Now this actually looks vaguely promising. (Rather confused at this 
point as to what the relationship between Axiom, Maxima, Reduce and Sage 
is...)

> The are more free stuff, GAP, MaCaulay,... In general, check
> http://en.wikipedia.org/wiki/Comparison_of_computer_algebra_systems

I did indeed check that list a while back. I looked at a whole heap of 
systems listed, but... half of them didn't seem to exist any more, and 
the other half looked very clunky, had strange syntax, and only handled 
a few specific constructs.

>> But yes - I have tried to implement that pattern matching engine a 
>> couple of times in Pascal. (Remember Pascal?)  Getting it to work for 
>> a few test cases is easy. Getting it to *properly* handle 
>> associativity and commutivity is really nontrivial. (I mean *really* 
>> nontrivial! Or perhaps I am an inferior programmer - one of the two!)
>
> The mathematically sensitive matching/substitution is a hard task even if
> you have at your disposal a reasonably full unifier. Forget Pascal, take
> Prolog, which will save several days/weeks of the implementation of basic
> stuff. Even then, it will be quite tedious to write a package able 
> say, to
> reduce rational formulae, to reduce a polynomial modulo an ideal, to
> implement the basic trig identities, find a reasonable common form for
> expressions containing complex exponentials AND trigonometrics, etc.

LOL! I did try to learn Prolog once... I never did understand how it was 
able to make impossible leaps of deduction like that. And yet, in other, 
similar cases, it couldn't figure out the result.

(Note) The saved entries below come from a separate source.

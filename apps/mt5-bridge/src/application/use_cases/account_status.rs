//! Account Status Use Case

use std::sync::Arc;

use crate::application::dto::AccountStatus;
use crate::application::ports::TerminalPort;
use crate::application::services::TerminalGate;

/// Use case for reporting terminal connectivity and account balance.
pub struct AccountStatusUseCase<T: TerminalPort> {
    gate: Arc<TerminalGate<T>>,
}

impl<T: TerminalPort> AccountStatusUseCase<T> {
    /// Create a new `AccountStatusUseCase`.
    pub const fn new(gate: Arc<TerminalGate<T>>) -> Self {
        Self { gate }
    }

    /// Execute the use case. Every failure is reported as `Disconnected`.
    pub async fn execute(&self) -> AccountStatus {
        let mut session = self.gate.lock().await;

        if !session.ensure_connected(false).await {
            return AccountStatus::Disconnected {
                error: session.last_error_message().await,
            };
        }

        match session.terminal().account_info().await {
            Ok(Some(info)) => AccountStatus::Connected {
                balance: info.balance,
                login: info.login,
                server: info.server,
            },
            Ok(None) => AccountStatus::Disconnected {
                error: session.last_error_message().await,
            },
            Err(e) => {
                tracing::warn!(error = %e, "Account info lookup failed");
                AccountStatus::Disconnected {
                    error: e.to_string(),
                }
            }
        }
    }
}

Of course, now I know that the answer is a magic trick known as 
unification (although I still don't know much about that topic). Not 
really sure how a unifyer would help you manipulate symbolic expressions...

If I get time, I might have another go at implementing the pattern 
matching algorithm in Haskell. Of course, even if it works, that's still 
a pretty small problem compared to finding a set of transformation rules 
that cover all the cases you care about, is reasonably efficient, 
produces the right answers...etc...etc...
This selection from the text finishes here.